Collected data

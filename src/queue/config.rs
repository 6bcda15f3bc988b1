//! Queue Configuration Module
//!
//! Serializable queue settings. They can be built in code or read from a
//! TOML document, either at the top level or under a `[queue]` section.

use std::fs;
use std::path::Path;
use std::time::Duration;

use anyhow::{Context, Result};
use log::debug;
use serde::{Deserialize, Serialize};

use crate::queue::error::{QueueError, QueueResult};

/// How often the unfinished-work reporter runs unless told otherwise
pub const DEFAULT_UNFINISHED_WORK_UPDATE_PERIOD: Duration = Duration::from_millis(500);

/// Main queue configuration
#[derive(Debug, Clone, PartialEq, Eq, Serialize, Deserialize)]
#[serde(default)]
pub struct QueueConfig {
    /// Name the metric sinks are registered under; unnamed queues have no metrics
    pub name: Option<String>,

    /// Interval between unfinished-work reports, in milliseconds
    pub unfinished_work_update_period_ms: u64,
}

impl Default for QueueConfig {
    fn default() -> Self {
        Self {
            name: None,
            unfinished_work_update_period_ms: DEFAULT_UNFINISHED_WORK_UPDATE_PERIOD.as_millis()
                as u64,
        }
    }
}

#[derive(Deserialize)]
struct QueueSection {
    queue: QueueConfig,
}

impl QueueConfig {
    /// Default configuration for a named queue
    pub fn named(name: impl Into<String>) -> Self {
        Self {
            name: Some(name.into()),
            ..Self::default()
        }
    }

    /// Reporter interval as a `Duration`
    pub fn update_period(&self) -> Duration {
        Duration::from_millis(self.unfinished_work_update_period_ms)
    }

    /// Check the configuration for values the queue cannot run with
    pub fn validate(&self) -> QueueResult<()> {
        if self.unfinished_work_update_period_ms == 0 {
            return Err(QueueError::invalid_config(
                "unfinished work update period must be greater than 0",
            ));
        }

        if let Some(name) = &self.name {
            if !name.is_empty() && name.trim().is_empty() {
                return Err(QueueError::invalid_config("queue name must not be blank"));
            }
        }

        Ok(())
    }

    /// Parse a configuration from TOML text
    pub fn from_toml_str(content: &str) -> Result<Self> {
        let table: toml::Table = toml::from_str(content)
            .context("Failed to parse queue configuration as TOML")?;

        let config = if table.contains_key("queue") {
            let section: QueueSection = toml::Value::Table(table)
                .try_into()
                .context("Invalid [queue] configuration section")?;
            section.queue
        } else {
            toml::Value::Table(table)
                .try_into()
                .context("Invalid queue configuration")?
        };

        config.validate()?;
        Ok(config)
    }

    /// Load a configuration from a TOML file
    pub fn load_from_file(path: impl AsRef<Path>) -> Result<Self> {
        let path = path.as_ref();
        debug!("Loading queue configuration from file: {}", path.display());

        let content = fs::read_to_string(path)
            .with_context(|| format!("Failed to read queue config file: {}", path.display()))?;

        Self::from_toml_str(&content)
            .with_context(|| format!("Failed to load queue config file: {}", path.display()))
    }

    /// Render the configuration as TOML that [`QueueConfig::from_toml_str`] accepts
    pub fn to_toml_string(&self) -> Result<String> {
        toml::to_string_pretty(self).context("Failed to serialize queue configuration")
    }
}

- **What you have to do**: Taking the entries above, restate exactly those lines that fall between the line with "to read queue" and the line with "Render the configuration", keeping both of those lines too.

- **Response area**:
            .with_context(|| format!("Failed to read queue config file: {}", path.display()))?;

        Self::from_toml_str(&content)
            .with_context(|| format!("Failed to load queue config file: {}", path.display()))
    }

    /// Render the configuration as TOML that [`QueueConfig::from_toml_str`] accepts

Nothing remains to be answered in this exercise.